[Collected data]
____________________

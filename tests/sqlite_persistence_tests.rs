#![cfg(feature = "sqlite")]

use chrono::NaiveDate;
use hatim_planner::{HatimId, HatimPatch, HatimRepository, NewHatim, Participant, SqliteHatimRepository};
use tempfile::NamedTempFile;

fn d(y: i32, m: u32, d: u32) -> NaiveDate {
    NaiveDate::from_ymd_opt(y, m, d).unwrap()
}

#[test]
fn sqlite_repository_round_trip_hatim() {
    let file = NamedTempFile::new().unwrap();
    let repo = SqliteHatimRepository::new(file.path()).unwrap();

    let mut draft = NewHatim::named("SQLite Hatmi", Some("user-1".into()));
    draft.start_date = Some(d(2025, 3, 1));
    draft.end_date = Some(d(2025, 3, 30));
    let mut ali = Participant::new("Ali", 20);
    ali.toggle_checked_day(d(2025, 3, 2));
    draft.participants = vec![ali, Participant::new("Ayşe", 30)];

    let inserted = repo.insert(&draft).expect("insert hatim");
    assert!(matches!(inserted.id, HatimId::Remote(_)));

    // reopen to make sure everything reached the file
    drop(repo);
    let repo = SqliteHatimRepository::new(file.path()).unwrap();
    let loaded = repo
        .get_by_id(inserted.id.as_str())
        .expect("load hatim")
        .expect("hatim exists");

    assert_eq!(loaded.name, "SQLite Hatmi");
    assert_eq!(loaded.start_date, Some(d(2025, 3, 1)));
    assert_eq!(loaded.end_date, Some(d(2025, 3, 30)));
    assert_eq!(loaded.owner.as_deref(), Some("user-1"));
    assert_eq!(loaded.participants, inserted.participants);
    assert_eq!(
        loaded.created.timestamp_micros(),
        inserted.created.timestamp_micros()
    );
}

#[test]
fn list_by_owner_is_newest_first() {
    let repo = SqliteHatimRepository::in_memory().unwrap();
    let first = repo.insert(&NewHatim::named("Birinci", Some("u1".into()))).unwrap();
    let second = repo.insert(&NewHatim::named("İkinci", Some("u1".into()))).unwrap();
    repo.insert(&NewHatim::named("Başkası", Some("u2".into()))).unwrap();

    let listed = repo.list_by_owner("u1").unwrap();
    let ids: Vec<_> = listed.iter().map(|h| h.id.clone()).collect();
    assert_eq!(ids, vec![second.id, first.id]);
    assert!(repo.list_by_owner("nobody").unwrap().is_empty());
}

#[test]
fn partial_update_touches_only_given_columns() {
    let repo = SqliteHatimRepository::in_memory().unwrap();
    let mut draft = NewHatim::named("Hatim", Some("u1".into()));
    draft.start_date = Some(d(2025, 1, 1));
    draft.end_date = Some(d(2025, 1, 31));
    let hatim = repo.insert(&draft).unwrap();
    let id = hatim.id.as_str();

    repo.update(id, &HatimPatch::name("Yeni Ad")).unwrap();
    let loaded = repo.get_by_id(id).unwrap().unwrap();
    assert_eq!(loaded.name, "Yeni Ad");
    assert_eq!(loaded.start_date, Some(d(2025, 1, 1)));

    repo.update(id, &HatimPatch::dates(None, Some(d(2025, 2, 28))))
        .unwrap();
    repo.update(id, &HatimPatch::participants(vec![Participant::new("Ali", 10)]))
        .unwrap();
    let loaded = repo.get_by_id(id).unwrap().unwrap();
    assert_eq!(loaded.start_date, None);
    assert_eq!(loaded.end_date, Some(d(2025, 2, 28)));
    assert_eq!(loaded.participants.len(), 1);
    assert_eq!(loaded.name, "Yeni Ad");

    // empty patch and unknown ids are no-ops
    repo.update(id, &HatimPatch::default()).unwrap();
    repo.update("missing", &HatimPatch::name("x")).unwrap();
}

#[test]
fn delete_is_a_no_op_for_unknown_rows() {
    let repo = SqliteHatimRepository::in_memory().unwrap();
    let hatim = repo.insert(&NewHatim::named("Hatim", Some("u1".into()))).unwrap();

    repo.delete(hatim.id.as_str()).unwrap();
    assert!(repo.get_by_id(hatim.id.as_str()).unwrap().is_none());
    repo.delete(hatim.id.as_str()).unwrap();
}
//! Document exporters. Both build a complete document model first; nothing is
//! written until every precondition has passed.

use crate::validation::ValidationError;
use std::io;
use thiserror::Error;

pub mod pdf;
pub mod spreadsheet;

pub use pdf::{PdfDocDefinition, PdfExport, build_personal_pdf, build_schedule_pdf};
pub use spreadsheet::{SpreadsheetDocument, build_spreadsheet};

/// Longest range the spreadsheet exporter accepts, in days.
pub const MAX_EXPORT_DAYS: i64 = 365;

#[derive(Debug, Error)]
pub enum ExportError {
    #[error(transparent)]
    Validation(#[from] ValidationError),
    #[error("csv error: {0}")]
    Csv(#[from] csv::Error),
    #[error("io error: {0}")]
    Io(#[from] io::Error),
    #[error("serialization error: {0}")]
    Serialization(#[from] serde_json::Error),
}

pub type ExportResult<T> = Result<T, ExportError>;

/// Download name: whitespace runs become `_`.
pub fn export_file_name(name: &str, extension: &str) -> String {
    let mut out = String::with_capacity(name.len() + extension.len() + 1);
    let mut in_whitespace = false;
    for ch in name.chars() {
        if ch.is_whitespace() {
            if !in_whitespace {
                out.push('_');
            }
            in_whitespace = true;
        } else {
            out.push(ch);
            in_whitespace = false;
        }
    }
    out.push('.');
    out.push_str(extension);
    out
}

#[cfg(test)]
mod tests {
    use super::export_file_name;

    #[test]
    fn file_name_collapses_whitespace() {
        assert_eq!(export_file_name("Ramazan  Hatmi 2025", "csv"), "Ramazan_Hatmi_2025.csv");
        assert_eq!(export_file_name(" Aile\tHatmi", "pdf"), "_Aile_Hatmi.pdf");
    }
}
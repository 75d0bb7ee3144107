use crate::hatim::{Hatim, HatimPatch, NewHatim};
use serde_json::Error as SerdeJsonError;
use std::io;
use thiserror::Error;

#[derive(Debug, Error)]
pub enum PersistenceError {
    #[error("serialization error: {0}")]
    Serialization(#[from] SerdeJsonError),
    #[error("io error: {0}")]
    Io(#[from] io::Error),
    #[cfg(feature = "sqlite")]
    #[error("sqlite error: {0}")]
    Sqlite(#[from] rusqlite::Error),
    #[error("invalid data: {0}")]
    InvalidData(String),
    #[error("backend unavailable: {0}")]
    Unavailable(String),
}

pub type PersistenceResult<T> = Result<T, PersistenceError>;

/// The remote row store holding authenticated users' hatims.
///
/// Ids passed here are bare remote ids; routing between this store and local
/// storage happens in [`crate::store::HatimStore`].
pub trait HatimRepository: Send + Sync {
    /// Most recently created first.
    fn list_by_owner(&self, owner: &str) -> PersistenceResult<Vec<Hatim>>;
    fn get_by_id(&self, id: &str) -> PersistenceResult<Option<Hatim>>;
    /// Stores the record and returns it with its assigned id.
    fn insert(&self, hatim: &NewHatim) -> PersistenceResult<Hatim>;
    /// Updating an unknown id is a no-op.
    fn update(&self, id: &str, patch: &HatimPatch) -> PersistenceResult<()>;
    /// Deleting an unknown id is a no-op.
    fn delete(&self, id: &str) -> PersistenceResult<()>;
}

pub mod local;
#[cfg(feature = "sqlite")]
pub mod sqlite;

pub use local::{LOCAL_HATIMS_KEY, LocalHatims, LocalStorage};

____________________

*TASK:* Copy each line of the records that contains the word "NaiveDate".

*FINAL ANSWER:*
use chrono::NaiveDate;
fn d(y: i32, m: u32, d: u32) -> NaiveDate {
    NaiveDate::from_ymd_opt(y, m, d).unwrap()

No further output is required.